Dopo anni era riuscita a ribellarsi e con la sua testimonianza ne aveva fatti arrestare quaranta, di quei criminali.

“Se torno in Albania mi ammazzano”, aveva detto. C’era da crederle, ma a lei non credettero, non le diedero importanza.

Adelina addosso aveva le cicatrici delle percosse, i tagli, gli stupri, certi ematomi dentro che non si riassorbono.
Adelina aveva sgominato un’organizzazione criminale internazionale e chiedeva la cittadinanza italiana, un pezzo di carta. Non avrebbe potuto vivere da altre parti, era invalida al cento per cento Adelina, e non poteva neanche lavorare.

Adelina in fondo chiedeva solo un pezzo di carta: chi è che non gliel’ha dato?

Il 28 ottobre Adelina si era data fuoco in piazza per reclamare attenzione. Fuoco vero, quello con le fiamme. L’avevano ricoverata in ospedale, ma il pezzo di carta che avrebbe voluto dire “sono viva” non era arrivata.

Adelina, a cui un giorno tagliarono la gamba con un paio di forbici, e poi le cosparsero le ferite di sale per farla soffrire di più, era passata dall’essere un oggetto all’essere dimenticata.

Così qualche giorno fa Adelina gira un video, mentre cammina, e guardando la telecamera del cellulare dice: “Non mi hanno aiutata, sto cercando un posto dove farla finita”. Non scherza, e aggiunge: “Diventate la mia voce per altre Adeline”.

Poi si schianta sulla banchina di cemento sotto ponte Garibaldi, ma non è stato un “suicidio”, non se per tutta la vita qualcuno l’ha spinta verso la morte.

I primi colpevoli sono i criminali che l’hanno resa schiava, ma gli altri? Chi è che potendo si è voltato dall’altra parte di fronte alla necessità di una protezione che la cittadinanza italiana le avrebbe dato?

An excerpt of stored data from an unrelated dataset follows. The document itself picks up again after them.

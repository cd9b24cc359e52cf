//! AOM frequency mapping.
//!
//! Experiments ask for *logical* frequencies: a laser detuning, a sideband
//! offset, or a calibration drive. Each AOM turns that into the RF frequency
//! its DDS channel has to produce, using a mapping strategy chosen in
//! configuration, then divides by its diffraction order and checks the result
//! against the window the AOM can actually diffract.
//!
//! ```toml
//! [[aoms]]
//! name = "rPara"
//! group = "raman"
//! channel = "ch1"
//! range_hz = [200.0e6, 250.0e6]
//! order = 1
//!
//! [aoms.mapping]
//! formula = "detuning"
//! carrier = { offset_hz = 3.091e9, slope = -1.0 }
//! calibration = { offset_hz = 217.368555e6 }
//! ```

use crate::group::DdsChannel;
use anyhow::Result;
use dds_core::error::{DdsError, DdsResult};
use dds_core::timing::ScheduledSwitch;
use dds_core::words::check_profile;
use serde::{Deserialize, Serialize};
use serde_valid::Validate;
use std::sync::Arc;
use tracing::instrument;

/// `offset_hz + slope * f`.
#[derive(Debug, Clone, Copy, PartialEq, Serialize, Deserialize)]
pub struct LinearFormula {
    /// Frequency at zero logical input.
    pub offset_hz: f64,
    /// Multiplier on the logical frequency (default 1).
    #[serde(default = "unit_slope")]
    pub slope: f64,
}

fn unit_slope() -> f64 {
    1.0
}

impl LinearFormula {
    /// Evaluate at `frequency_hz`.
    pub fn apply(&self, frequency_hz: f64) -> f64 {
        self.offset_hz + self.slope * frequency_hz
    }
}

/// Which qubit transition a detuning is measured from.
#[derive(Debug, Clone, Copy, PartialEq, Eq, Default, Serialize, Deserialize)]
#[serde(rename_all = "snake_case")]
pub enum QubitReference {
    /// Hyperfine carrier of the main species.
    #[default]
    Carrier,
    /// Clock transition.
    Clock,
    /// Transition of the co-trapped strontium ion.
    Strontium,
}

/// Per-request switches for [`FrequencyMapping::Detuning`].
#[derive(Debug, Clone, Copy, PartialEq, Eq)]
pub struct MappingOptions {
    /// Interpret the request as a detuning from the qubit frequency
    /// (`true`) or as a plain calibration offset (`false`).
    pub add_qubit_freq: bool,
    /// Reference transition when `add_qubit_freq` is set.
    pub reference: QubitReference,
}

impl Default for MappingOptions {
    fn default() -> Self {
        Self {
            add_qubit_freq: true,
            reference: QubitReference::Carrier,
        }
    }
}

impl MappingOptions {
    /// Plain calibration offset, no qubit frequency added.
    pub fn calibration() -> Self {
        Self {
            add_qubit_freq: false,
            ..Self::default()
        }
    }

    /// Detuning from `reference`.
    pub fn detuning(reference: QubitReference) -> Self {
        Self {
            add_qubit_freq: true,
            reference,
        }
    }
}

/// How a logical frequency becomes an undivided RF frequency.
#[derive(Debug, Clone, PartialEq, Serialize, Deserialize)]
#[serde(tag = "formula", rename_all = "snake_case")]
pub enum FrequencyMapping {
    /// The request is the RF frequency.
    Direct,
    /// Always `frequency_hz`, whatever is requested.
    Fixed {
        /// The fixed drive frequency.
        frequency_hz: f64,
    },
    /// `offset_hz + slope * f`.
    Linear(LinearFormula),
    /// Detuning from a qubit transition or a calibration offset.
    ///
    /// With `add_qubit_freq` the formula for the selected reference is used,
    /// falling back to `carrier` when that reference has none. Without it,
    /// `calibration` is used. The two are never mixed.
    Detuning {
        /// Formula relative to the carrier.
        carrier: LinearFormula,
        /// Formula relative to the clock transition.
        #[serde(default)]
        clock: Option<LinearFormula>,
        /// Formula relative to the strontium transition.
        #[serde(default)]
        strontium: Option<LinearFormula>,
        /// Formula for plain calibration offsets.
        calibration: LinearFormula,
    },
}

impl FrequencyMapping {
    /// RF frequency before the order division.
    pub fn evaluate(&self, frequency_hz: f64, options: &MappingOptions) -> f64 {
        match self {
            Self::Direct => frequency_hz,
            Self::Fixed { frequency_hz: fixed } => *fixed,
            Self::Linear(formula) => formula.apply(frequency_hz),
            Self::Detuning {
                carrier,
                clock,
                strontium,
                calibration,
            } => {
                if !options.add_qubit_freq {
                    return calibration.apply(frequency_hz);
                }
                let formula = match options.reference {
                    QubitReference::Carrier => carrier,
                    QubitReference::Clock => clock.as_ref().unwrap_or(carrier),
                    QubitReference::Strontium => strontium.as_ref().unwrap_or(carrier),
                };
                formula.apply(frequency_hz)
            }
        }
    }
}

/// One `[[aoms]]` entry.
#[derive(Debug, Clone, Serialize, Deserialize, Validate)]
pub struct AomConfig {
    /// Name used by callers, e.g. `rPara`.
    #[validate(min_length = 1)]
    pub name: String,
    /// Group that owns the driving channel.
    pub group: String,
    /// Logical channel name within the group.
    pub channel: String,
    /// Diffraction window `[min, max]` in Hz.
    pub range_hz: [f64; 2],
    /// Signed diffraction order (default +1).
    #[serde(default = "default_order")]
    pub order: i32,
    /// Highest profile the AOM's select lines can reach.
    #[serde(default)]
    #[validate(maximum = 7)]
    pub max_profile: Option<u8>,
    /// Logical-to-RF mapping.
    pub mapping: FrequencyMapping,
}

fn default_order() -> i32 {
    1
}

/// Fully validated write, ready to be applied.
#[derive(Debug, Clone, Copy, PartialEq)]
pub struct PreparedWrite {
    /// DDS output frequency.
    pub frequency_hz: f64,
    /// DDS phase offset.
    pub phase_deg: f64,
    /// Amplitude scale.
    pub amplitude: f64,
    /// Target profile.
    pub profile: u8,
}

/// A named AOM driven by one DDS channel.
pub struct Aom {
    name: String,
    range_hz: [f64; 2],
    order: i32,
    max_profile: Option<u8>,
    mapping: FrequencyMapping,
    channel: Arc<DdsChannel>,
}

impl std::fmt::Debug for Aom {
    fn fmt(&self, f: &mut std::fmt::Formatter<'_>) -> std::fmt::Result {
        f.debug_struct("Aom")
            .field("name", &self.name)
            .field("range_hz", &self.range_hz)
            .field("order", &self.order)
            .field("channel", &self.channel.name())
            .finish()
    }
}

impl Aom {
    /// Build from configuration and the channel it drives.
    pub fn new(config: &AomConfig, channel: Arc<DdsChannel>) -> DdsResult<Self> {
        if config.order == 0 {
            return Err(DdsError::Configuration(format!(
                "AOM '{}' has diffraction order 0",
                config.name
            )));
        }
        let [min, max] = config.range_hz;
        if !(min.is_finite() && max.is_finite() && min < max) {
            return Err(DdsError::Configuration(format!(
                "AOM '{}' has an empty frequency window [{}, {}]",
                config.name, min, max
            )));
        }
        Ok(Self {
            name: config.name.clone(),
            range_hz: config.range_hz,
            order: config.order,
            max_profile: config.max_profile,
            mapping: config.mapping.clone(),
            channel,
        })
    }

    /// AOM name.
    pub fn name(&self) -> &str {
        &self.name
    }

    /// Driving channel.
    pub fn channel(&self) -> &Arc<DdsChannel> {
        &self.channel
    }

    /// Mapping strategy.
    pub fn mapping(&self) -> &FrequencyMapping {
        &self.mapping
    }

    /// DDS frequency for a logical request, range-checked.
    pub fn physical_frequency(&self, frequency_hz: f64, options: &MappingOptions) -> DdsResult<f64> {
        let undivided = self.mapping.evaluate(frequency_hz, options);
        self.divide_and_check(undivided)
    }

    /// DDS phase for a logical phase.
    pub fn physical_phase(&self, phase_deg: f64) -> f64 {
        phase_deg / f64::from(self.order)
    }

    fn divide_and_check(&self, undivided_hz: f64) -> DdsResult<f64> {
        let frequency_hz = undivided_hz / f64::from(self.order);
        let [min_hz, max_hz] = self.range_hz;
        if frequency_hz.is_finite() && frequency_hz >= min_hz && frequency_hz <= max_hz {
            Ok(frequency_hz)
        } else {
            Err(DdsError::AomRange {
                aom: self.name.clone(),
                frequency_hz,
                min_hz,
                max_hz,
            })
        }
    }

    fn check_profile(&self, profile: u8) -> DdsResult<()> {
        check_profile(profile)?;
        match self.max_profile {
            Some(max) if profile > max => Err(DdsError::range(
                "profile",
                f64::from(profile),
                0.0,
                f64::from(max),
            )),
            _ => Ok(()),
        }
    }

    fn prepare_physical(
        &self,
        frequency_hz: f64,
        profile: u8,
        amplitude: f64,
        phase_deg: f64,
    ) -> DdsResult<PreparedWrite> {
        self.check_profile(profile)?;
        let prepared = PreparedWrite {
            frequency_hz,
            phase_deg: self.physical_phase(phase_deg),
            amplitude,
            profile,
        };
        self.channel.validate(
            prepared.frequency_hz,
            prepared.profile,
            prepared.amplitude,
            prepared.phase_deg,
        )?;
        Ok(prepared)
    }

    /// Validate a logical request end to end without writing.
    pub fn prepare(
        &self,
        frequency_hz: f64,
        profile: u8,
        amplitude: f64,
        phase_deg: f64,
        options: &MappingOptions,
    ) -> DdsResult<PreparedWrite> {
        let physical = self.physical_frequency(frequency_hz, options)?;
        self.prepare_physical(physical, profile, amplitude, phase_deg)
    }

    /// Write a prepared request.
    pub async fn apply(&self, write: PreparedWrite) -> Result<()> {
        tracing::debug!(
            aom = %self.name,
            profile = write.profile,
            frequency_hz = write.frequency_hz,
            amplitude = write.amplitude,
            "AOM profile write"
        );
        self.channel
            .set(
                write.frequency_hz,
                write.profile,
                write.amplitude,
                write.phase_deg,
            )
            .await
    }

    /// Map, validate and write a logical request.
    ///
    /// Nothing is written if any check fails.
    #[instrument(skip(self), fields(aom = %self.name))]
    pub async fn set(
        &self,
        frequency_hz: f64,
        profile: u8,
        amplitude: f64,
        phase_deg: f64,
        options: &MappingOptions,
    ) -> Result<()> {
        let write = self.prepare(frequency_hz, profile, amplitude, phase_deg, options)?;
        self.apply(write).await
    }

    /// Write an RF frequency directly, bypassing the mapping.
    ///
    /// The order division and window check still apply.
    pub async fn direct_set(
        &self,
        frequency_hz: f64,
        profile: u8,
        amplitude: f64,
        phase_deg: f64,
    ) -> Result<()> {
        let physical = self.divide_and_check(frequency_hz)?;
        let write = self.prepare_physical(physical, profile, amplitude, phase_deg)?;
        self.apply(write).await
    }

    /// Switch the driving channel to `profile`.
    pub async fn use_profile(&self, profile: u8) -> Result<ScheduledSwitch> {
        self.check_profile(profile)?;
        self.channel.use_profile(profile).await
    }
}

#[cfg(test)]
mod tests {
    use super::*;

    const RV: f64 = 217.368_555e6;
    const MS_DIFF: f64 = 3.2e9;
    const RH: f64 = -109e6;
    const RH2: f64 = 217.309_632e6;
    const RHSR: f64 = -192.059_733_909_192_8e6;

    fn rpara_mapping() -> FrequencyMapping {
        FrequencyMapping::Detuning {
            carrier: LinearFormula {
                offset_hz: MS_DIFF + RH,
                slope: -1.0,
            },
            clock: Some(LinearFormula {
                offset_hz: MS_DIFF + RH2,
                slope: -1.0,
            }),
            strontium: Some(LinearFormula {
                offset_hz: RHSR,
                slope: 1.0,
            }),
            calibration: LinearFormula {
                offset_hz: RV,
                slope: 1.0,
            },
        }
    }

    #[test]
    fn detuning_modes_are_exclusive() {
        let m = rpara_mapping();
        let f = 2.9e9;
        assert_eq!(
            m.evaluate(f, &MappingOptions::default()),
            MS_DIFF + RH - f
        );
        assert_eq!(
            m.evaluate(f, &MappingOptions::detuning(QubitReference::Clock)),
            MS_DIFF + RH2 - f
        );
        assert_eq!(
            m.evaluate(400e6, &MappingOptions::detuning(QubitReference::Strontium)),
            RHSR + 400e6
        );
        assert_eq!(m.evaluate(1e6, &MappingOptions::calibration()), RV + 1e6);
    }

    #[test]
    fn missing_reference_falls_back_to_carrier() {
        let m = FrequencyMapping::Detuning {
            carrier: LinearFormula {
                offset_hz: RV,
                slope: -1.0,
            },
            clock: None,
            strontium: None,
            calibration: LinearFormula {
                offset_hz: RHSR,
                slope: -1.0,
            },
        };
        let clock = m.evaluate(1e6, &MappingOptions::detuning(QubitReference::Clock));
        assert_eq!(clock, RV - 1e6);
        assert_eq!(m.evaluate(1e6, &MappingOptions::calibration()), RHSR - 1e6);
    }

    #[test]
    fn fixed_ignores_request() {
        let m = FrequencyMapping::Fixed { frequency_hz: RH2 };
        assert_eq!(m.evaluate(123.0, &MappingOptions::default()), RH2);
    }

    #[test]
    fn mapping_from_toml() {
        let cfg: AomConfig = toml::from_str(
            r#"
            name = "rHSr"
            group = "raman"
            channel = "ch2"
            range_hz = [175.0e6, 225.0e6]
            order = -1

            [mapping]
            formula = "detuning"
            carrier = { offset_hz = 217.368555e6, slope = -1.0 }
            calibration = { offset_hz = -192.0597339091928e6, slope = -1.0 }
            "#,
        )
        .unwrap();
        assert_eq!(cfg.order, -1);
        assert!(matches!(
            cfg.mapping,
            FrequencyMapping::Detuning { clock: None, .. }
        ));

        let quad: FrequencyMapping = toml::from_str(
            r#"
            formula = "linear"
            offset_hz = 80.0e6
            slope = -0.5
            "#,
        )
        .unwrap();
        assert_eq!(
            quad.evaluate(10e6, &MappingOptions::default()),
            75e6
        );
    }
}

Le sue amiche ci stanno provando, ne parlano e ho deciso di raccontare anche io la storia di Adelina, io che Adelina non l’ho mai conosciuta ma non voglio restare indifferente.

Adelina Sejdini era nata a Durazzo, arrivata a Pavia da schiava, andata a Roma per parlare con le istituzioni, e morta senza che l’ascoltassero.
Le sue amiche dicono: la cittadinanza italiana le sia data almeno ora, postuma. Non servirà a lei, ma a capire che la cittadinanza salva vite.

“Il vero coraggio consiste nel vivere e soffrire per ciò in cui credi”, disse Christopher Paolini. E nessuno ha avuto nella vita più coraggio di Adelina Sejdini.